++++ Records for the exercise ++++

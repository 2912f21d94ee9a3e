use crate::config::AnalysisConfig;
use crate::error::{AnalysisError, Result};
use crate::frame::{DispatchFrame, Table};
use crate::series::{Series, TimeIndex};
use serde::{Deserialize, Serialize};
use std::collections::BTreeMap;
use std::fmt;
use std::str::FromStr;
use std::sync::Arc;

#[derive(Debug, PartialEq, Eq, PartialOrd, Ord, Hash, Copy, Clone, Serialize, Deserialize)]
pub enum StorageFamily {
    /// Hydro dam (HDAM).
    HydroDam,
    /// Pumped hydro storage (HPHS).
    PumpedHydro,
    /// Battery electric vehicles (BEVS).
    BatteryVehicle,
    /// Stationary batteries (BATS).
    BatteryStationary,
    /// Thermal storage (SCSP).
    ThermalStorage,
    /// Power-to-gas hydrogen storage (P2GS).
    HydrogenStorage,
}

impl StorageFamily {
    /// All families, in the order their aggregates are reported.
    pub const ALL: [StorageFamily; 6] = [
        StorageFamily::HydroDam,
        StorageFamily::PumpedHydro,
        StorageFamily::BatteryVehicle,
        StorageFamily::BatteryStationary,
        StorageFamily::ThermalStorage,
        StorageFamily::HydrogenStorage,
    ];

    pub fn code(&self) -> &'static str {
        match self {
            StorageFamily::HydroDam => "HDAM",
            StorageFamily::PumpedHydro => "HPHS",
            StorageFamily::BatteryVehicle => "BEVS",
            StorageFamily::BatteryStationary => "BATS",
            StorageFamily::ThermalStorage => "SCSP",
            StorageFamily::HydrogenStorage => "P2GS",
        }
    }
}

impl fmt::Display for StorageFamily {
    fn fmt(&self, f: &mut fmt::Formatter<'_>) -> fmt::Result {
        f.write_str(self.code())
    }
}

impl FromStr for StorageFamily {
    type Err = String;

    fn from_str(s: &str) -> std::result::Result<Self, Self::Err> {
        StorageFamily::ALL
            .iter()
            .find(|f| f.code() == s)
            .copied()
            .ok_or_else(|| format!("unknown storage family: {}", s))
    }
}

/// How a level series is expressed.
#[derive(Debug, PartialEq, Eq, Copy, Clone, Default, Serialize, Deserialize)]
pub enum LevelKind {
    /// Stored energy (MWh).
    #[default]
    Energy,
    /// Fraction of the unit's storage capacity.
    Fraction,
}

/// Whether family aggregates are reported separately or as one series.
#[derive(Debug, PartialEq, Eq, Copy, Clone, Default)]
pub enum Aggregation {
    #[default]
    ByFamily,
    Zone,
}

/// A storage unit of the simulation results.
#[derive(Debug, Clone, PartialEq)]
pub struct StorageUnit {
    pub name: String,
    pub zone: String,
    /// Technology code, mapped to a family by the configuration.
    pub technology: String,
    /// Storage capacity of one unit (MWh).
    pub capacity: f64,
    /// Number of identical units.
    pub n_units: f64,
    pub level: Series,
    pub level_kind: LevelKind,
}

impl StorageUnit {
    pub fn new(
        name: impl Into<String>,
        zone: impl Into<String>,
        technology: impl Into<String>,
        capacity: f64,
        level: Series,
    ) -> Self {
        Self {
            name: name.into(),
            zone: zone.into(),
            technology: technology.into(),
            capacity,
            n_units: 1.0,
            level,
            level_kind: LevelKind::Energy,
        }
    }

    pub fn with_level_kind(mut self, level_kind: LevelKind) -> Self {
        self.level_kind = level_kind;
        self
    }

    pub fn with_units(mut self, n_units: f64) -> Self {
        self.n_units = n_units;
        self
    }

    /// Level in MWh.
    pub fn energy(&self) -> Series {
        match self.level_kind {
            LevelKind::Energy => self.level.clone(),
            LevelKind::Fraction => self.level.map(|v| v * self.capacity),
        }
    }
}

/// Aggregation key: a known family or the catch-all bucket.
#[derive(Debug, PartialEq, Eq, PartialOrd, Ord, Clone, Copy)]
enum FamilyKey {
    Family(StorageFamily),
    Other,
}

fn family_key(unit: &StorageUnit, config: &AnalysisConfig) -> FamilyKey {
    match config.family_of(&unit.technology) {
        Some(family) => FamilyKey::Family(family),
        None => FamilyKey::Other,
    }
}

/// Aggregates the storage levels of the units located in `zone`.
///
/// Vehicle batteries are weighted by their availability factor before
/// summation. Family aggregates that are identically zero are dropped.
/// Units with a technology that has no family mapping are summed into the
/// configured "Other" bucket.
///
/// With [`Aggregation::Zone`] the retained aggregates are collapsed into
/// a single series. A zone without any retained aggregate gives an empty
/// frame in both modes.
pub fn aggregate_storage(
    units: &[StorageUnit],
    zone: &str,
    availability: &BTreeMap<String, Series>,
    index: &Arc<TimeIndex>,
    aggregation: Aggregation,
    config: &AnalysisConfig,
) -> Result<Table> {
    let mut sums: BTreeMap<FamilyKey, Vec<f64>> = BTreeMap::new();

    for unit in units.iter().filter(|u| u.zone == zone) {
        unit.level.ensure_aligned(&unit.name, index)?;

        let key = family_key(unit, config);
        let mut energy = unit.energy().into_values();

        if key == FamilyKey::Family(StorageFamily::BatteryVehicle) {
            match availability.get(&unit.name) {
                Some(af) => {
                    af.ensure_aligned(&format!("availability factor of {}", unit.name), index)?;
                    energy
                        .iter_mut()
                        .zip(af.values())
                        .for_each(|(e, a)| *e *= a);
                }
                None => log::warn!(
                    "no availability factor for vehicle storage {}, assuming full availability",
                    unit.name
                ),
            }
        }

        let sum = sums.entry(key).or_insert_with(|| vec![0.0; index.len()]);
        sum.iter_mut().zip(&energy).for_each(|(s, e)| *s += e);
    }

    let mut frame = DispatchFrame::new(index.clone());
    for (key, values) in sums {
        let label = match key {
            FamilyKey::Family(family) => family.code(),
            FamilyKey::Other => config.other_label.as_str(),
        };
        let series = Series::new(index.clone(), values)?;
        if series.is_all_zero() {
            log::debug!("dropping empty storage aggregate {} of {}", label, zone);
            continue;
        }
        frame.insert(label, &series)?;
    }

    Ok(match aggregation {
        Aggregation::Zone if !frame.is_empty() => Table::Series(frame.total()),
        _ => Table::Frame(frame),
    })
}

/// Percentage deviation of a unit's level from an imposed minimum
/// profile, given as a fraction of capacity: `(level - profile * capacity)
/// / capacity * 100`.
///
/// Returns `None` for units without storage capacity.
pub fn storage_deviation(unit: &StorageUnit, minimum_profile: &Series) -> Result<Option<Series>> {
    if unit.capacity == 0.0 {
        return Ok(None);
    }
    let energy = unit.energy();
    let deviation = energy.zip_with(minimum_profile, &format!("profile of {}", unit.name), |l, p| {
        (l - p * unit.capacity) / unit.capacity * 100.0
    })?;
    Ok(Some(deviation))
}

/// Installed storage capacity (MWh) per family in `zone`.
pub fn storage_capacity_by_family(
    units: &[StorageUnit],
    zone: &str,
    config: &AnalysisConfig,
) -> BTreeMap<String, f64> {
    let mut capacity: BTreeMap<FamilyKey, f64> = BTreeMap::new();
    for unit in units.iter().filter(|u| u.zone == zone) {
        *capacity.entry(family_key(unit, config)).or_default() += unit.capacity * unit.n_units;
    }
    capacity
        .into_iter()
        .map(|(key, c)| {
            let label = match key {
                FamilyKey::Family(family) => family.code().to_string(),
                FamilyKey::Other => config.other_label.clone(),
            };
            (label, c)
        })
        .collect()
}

++++

* **What to work on**
Restate word for word the lines above, beginning at the first one and ending at the line that carries "impl fmt::Display for".

* **Exercise result**
repository 2912f21d94ee9a3e
use crate::config::AnalysisConfig;
use crate::error::{AnalysisError, Result};
use crate::frame::{DispatchFrame, Table};
use crate::series::{Series, TimeIndex};
use serde::{Deserialize, Serialize};
use std::collections::BTreeMap;
use std::fmt;
use std::str::FromStr;
use std::sync::Arc;

#[derive(Debug, PartialEq, Eq, PartialOrd, Ord, Hash, Copy, Clone, Serialize, Deserialize)]
pub enum StorageFamily {
    /// Hydro dam (HDAM).
    HydroDam,
    /// Pumped hydro storage (HPHS).
    PumpedHydro,
    /// Battery electric vehicles (BEVS).
    BatteryVehicle,
    /// Stationary batteries (BATS).
    BatteryStationary,
    /// Thermal storage (SCSP).
    ThermalStorage,
    /// Power-to-gas hydrogen storage (P2GS).
    HydrogenStorage,
}

impl StorageFamily {
    /// All families, in the order their aggregates are reported.
    pub const ALL: [StorageFamily; 6] = [
        StorageFamily::HydroDam,
        StorageFamily::PumpedHydro,
        StorageFamily::BatteryVehicle,
        StorageFamily::BatteryStationary,
        StorageFamily::ThermalStorage,
        StorageFamily::HydrogenStorage,
    ];

    pub fn code(&self) -> &'static str {
        match self {
            StorageFamily::HydroDam => "HDAM",
            StorageFamily::PumpedHydro => "HPHS",
            StorageFamily::BatteryVehicle => "BEVS",
            StorageFamily::BatteryStationary => "BATS",
            StorageFamily::ThermalStorage => "SCSP",
            StorageFamily::HydrogenStorage => "P2GS",
        }
    }
}

impl fmt::Display for StorageFamily {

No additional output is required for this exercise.